● **Description of the task**
Which lines of the records below contain the word "running"? Report each of them in full.

(Dataset entries)
use core::fmt;

use serde::Serialize;
use thiserror::Error;

/// An error originating from the strata query engine.
#[derive(Error, Debug)]
#[non_exhaustive]
pub enum Error {
	/// The database encountered unreachable logic
	#[error("The database encountered unreachable logic: {0}")]
	Unreachable(String),

	/// There was a problem with the underlying datastore
	#[error("There was a problem with the underlying datastore: {0}")]
	Ds(String),

	/// There was a problem with a datastore transaction
	#[error("There was a problem with a datastore transaction: {0}")]
	Tx(String),

	/// The query did not execute, because an earlier statement failed fatally
	#[error("The query was not executed due to a failed transaction")]
	QueryNotExecuted,

	/// It is not possible to set a variable with the specified name
	#[error("'{name}' is a protected variable and cannot be set")]
	InvalidParam {
		name: String,
	},

	/// The specified parameter has not been bound in this context
	#[error("The parameter '${name}' has not been defined")]
	ParamNotFound {
		name: String,
	},

	/// The LIMIT clause must evaluate to a number
	#[error("Found '{value}' but LIMIT expression must be a number")]
	InvalidLimit {
		value: String,
	},

	/// The START clause must evaluate to a number
	#[error("Found '{value}' but START expression must be a number")]
	InvalidStart {
		value: String,
	},

	/// The VERSION clause must evaluate to a date or a time
	#[error("Found '{value}' but VERSION expression must be a date or time")]
	InvalidVersion {
		value: String,
	},

	/// The collation locale in an ORDER BY clause is not supported
	#[error("Found '{locale}' in ORDER BY clause, but the collation locale is not supported")]
	InvalidCollation {
		locale: String,
	},

	/// There was a problem running the specified function
	#[error("There was a problem running the {name}() function. {message}")]
	InvalidFunction {
		name: String,
		message: String,
	},

	/// The wrong quantity or magnitude of arguments was given for the specified
	/// function
	#[error("Incorrect arguments for function {name}(). {message}")]
	InvalidArguments {
		name: String,
		message: String,
	},

	/// Reached excessive computation depth due to functions or subqueries
	#[error("Reached excessive computation depth due to functions or subqueries")]
	ComputationDepthExceeded,

	/// Can not execute statement using the specified value
	#[error("Can not execute statement using value: {value}")]
	InvalidStatementTarget {
		value: String,
	},

	/// A subquery used as a statement target did not select record identities
	#[error("Found {value} as a statement target, but a subquery target must select `*` or `id`")]
	InvalidSubqueryTarget {
		value: String,
	},

	/// A subquery used in a comparison produced more than one row
	#[error("Expected a single result output from a subquery used as a value, but found {found}")]
	SingleOnlyOutput {
		found: usize,
	},

	/// The value can not be converted into the expected type
	#[error("Expected a {into} but found {value}")]
	ConvertTo {
		into: String,
		value: String,
	},
}

impl Error {
	#[track_caller]
	pub fn unreachable<T: fmt::Display>(message: T) -> Error {
		let location = std::panic::Location::caller();
		let message = format!("{}:{}: {}", location.file(), location.line(), message);
		Error::Unreachable(message)
	}

	/// Check if this error is raised by the storage layer, and so must abort
	/// every remaining statement in a batch.
	pub fn is_fatal(&self) -> bool {
		matches!(self, Error::Ds(_) | Error::Tx(_))
	}
}

impl Serialize for Error {
	fn serialize<S>(&self, serializer: S) -> Result<S::Ok, S::Error>
	where
		S: serde::Serializer,
	{
		serializer.serialize_str(self.to_string().as_str())
	}
}

#[cfg(test)]
mod tests {
	use super::*;

	#[test]
	fn pagination_messages_name_the_clause() {
		let e = Error::InvalidLimit {
			value: "test".to_owned(),
		};
		assert_eq!(e.to_string(), "Found 'test' but LIMIT expression must be a number");
		let e = Error::InvalidStart {
			value: "test".to_owned(),
		};
		assert_eq!(e.to_string(), "Found 'test' but START expression must be a number");
	}

	#[test]
	fn storage_errors_are_fatal() {
		assert!(Error::Ds("disk".to_owned()).is_fatal());
		assert!(Error::Tx("conflict".to_owned()).is_fatal());
		assert!(!Error::ComputationDepthExceeded.is_fatal());
	}

	#[test]
	fn serializes_as_message() {
		let e = Error::InvalidVersion {
			value: "test".to_owned(),
		};
		let out = serde_json::to_string(&e).unwrap();
		assert_eq!(out, "\"Found 'test' but VERSION expression must be a date or time\"");
	}
}
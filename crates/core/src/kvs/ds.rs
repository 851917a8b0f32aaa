use std::fmt;
use std::sync::Arc;

use anyhow::Result;

use crate::cnf::MAX_COMPUTATION_DEPTH;
use crate::ctx::MutableContext;
use crate::dbs::{Executor, Options, Response, Variables};
use crate::expr::Statement;
use crate::kvs::Transactable;

const TARGET: &str = "strata::core::kvs::ds";

/// The query entrypoint, executing batches of statements against a
/// versioned store.
pub struct Datastore {
	/// The store which records are read from
	store: Arc<dyn Transactable>,
	/// The maximum depth of nested expressions and subqueries
	depth: u32,
}

impl fmt::Debug for Datastore {
	fn fmt(&self, f: &mut fmt::Formatter) -> fmt::Result {
		f.debug_struct("Datastore").field("store", &self.store.kind()).finish()
	}
}

impl Datastore {
	/// Create a new datastore reading from the given store
	///
	/// ```rust
	/// use std::sync::Arc;
	/// use strata_core::kvs::{Datastore, mem};
	///
	/// let ds = Datastore::new(Arc::new(mem::Datastore::new()));
	/// ```
	pub fn new(store: Arc<dyn Transactable>) -> Self {
		Self {
			store,
			depth: *MAX_COMPUTATION_DEPTH,
		}
	}

	/// Set the maximum depth of nested expressions and subqueries
	pub fn with_max_computation_depth(mut self, depth: u32) -> Self {
		self.depth = depth;
		self
	}

	/// Execute a batch of statements, with a set of bound parameters.
	///
	/// Every statement produces a [`Response`]. A statement which fails does
	/// not prevent later statements from running, unless the failure came
	/// from the store itself, in which case every later statement is
	/// skipped.
	#[instrument(level = "debug", target = "strata::core::kvs::ds", skip_all)]
	pub async fn execute(&self, stmts: Vec<Statement>, vars: Variables) -> Result<Vec<Response>> {
		trace!(target: TARGET, "Executing {} statements with {} variables", stmts.len(), vars.len());
		// Create a new query context
		let mut ctx = MutableContext::background();
		// Attach the store to the context
		ctx.set_transaction(self.store.clone());
		// Add the query variables
		ctx.attach_variables(vars)?;
		// Setup the query options
		let opt = Options::new().with_max_computation_depth(self.depth);
		// Process all statements
		Ok(Executor::new(ctx.freeze(), opt).execute(stmts).await)
	}
}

● **Output for this exercise**
	/// There was a problem running the specified function
	#[error("There was a problem running the {name}() function. {message}")]
	/// not prevent later statements from running, unless the failure came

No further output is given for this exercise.